Primary sclerosing cholangitis is associated to an extended B8-DR3 haplotype including particular MICA and MICB alleles.

Susceptibility to primary sclerosing cholangitis (PSC) is associated with HLA-B8, -DR3, -DR2, and -DR6. It is not established whether these HLA genes or closely linked genes confer the primary disease susceptibility. MICA and MICB genes are found in the class I region between HLA-B and DRB. MICA is expressed in gastrointestinal epithelium and activates gammadelta T cells in the gut. Because PSC is strongly associated with inflammatory bowel disease, we investigated whether MICA and MICB contribute to the HLA-associated genetic susceptibility to develop PSC. The study included 130 PSC patients and 306 healthy controls, previously typed for HLA class I and II genes, typed for 5 MICA and 15 MICB microsatellite alleles. The phenotype frequencies of MICA5.1 and MICB24 were significantly increased among PSC patients compared with controls (90% vs. 74%; odds ratio [OR] = 3.2; P(c) = 3 x 10(-3) and 58% vs. 29%; OR = 3.3; P(c) < 1 x 10(-7), respectively).
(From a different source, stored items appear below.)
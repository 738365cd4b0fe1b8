//! CLI module - Command-line interface for Tessera
//!
//! This module provides a structured CLI using clap for argument parsing.

pub mod commands;

use clap::{Parser, Subcommand};
use std::path::PathBuf;

/// Tessera - email-keyed accounts with token login
#[derive(Parser)]
#[command(name = "tessera")]
#[command(author, version, about, long_about = None)]
pub struct Cli {
    /// Config file to use instead of the default search paths
    #[arg(long, global = true)]
    pub config: Option<PathBuf>,

    #[command(subcommand)]
    pub command: Option<Commands>,
}

#[derive(Subcommand)]
pub enum Commands {
    /// Run the HTTP API server (default)
    Serve,

    /// Create an administrative account (active, staff and superuser)
    #[command(alias = "createsuperuser")]
    CreateSuperuser {
        /// Login email for the new account
        #[arg(long)]
        email: String,

        /// Display name
        #[arg(long, default_value = "")]
        name: String,

        /// Password; falls back to TESSERA_SUPERUSER_PASSWORD.
        /// Without either, the account gets an unusable password.
        #[arg(long)]
        password: Option<String>,
    },

    /// Create default config file
    Init,
}

#[cfg(test)]
mod tests {
    use super::*;

    #[test]
    fn test_parse_create_superuser() {
        let cli = Cli::parse_from([
            "tessera",
            "create-superuser",
            "--email",
            "admin@example.com",
            "--name",
            "Admin",
        ]);

        match cli.command {
            Some(Commands::CreateSuperuser {
                email,
                name,
                password,
            }) => {
                assert_eq!(email, "admin@example.com");
                assert_eq!(name, "Admin");
                assert!(password.is_none());
            }
            _ => panic!("expected create-superuser"),
        }
    }

    #[test]
    fn test_no_subcommand_defaults_to_none() {
        let cli = Cli::parse_from(["tessera", "--config", "custom.toml"]);
        assert!(cli.command.is_none());
        assert_eq!(cli.config, Some(PathBuf::from("custom.toml")));
    }
}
When stratified for B8- or DR3-positive and -negative individuals, the association of these markers to PSC was no longer evident. However, we observed that B8 and DR3 were associated to PSC only in the presence of both MICA5.1 and MICB24 markers. The frequency of individuals carrying all 4 alleles was significantly increased among the PSC patients compared with controls (49% vs. 18%; OR = 4.5; P(c) < 1 x 10(-7)). Our data indicate that PSC is associated to the extended B8-MICA5.1-MICB24-DR3 haplotype.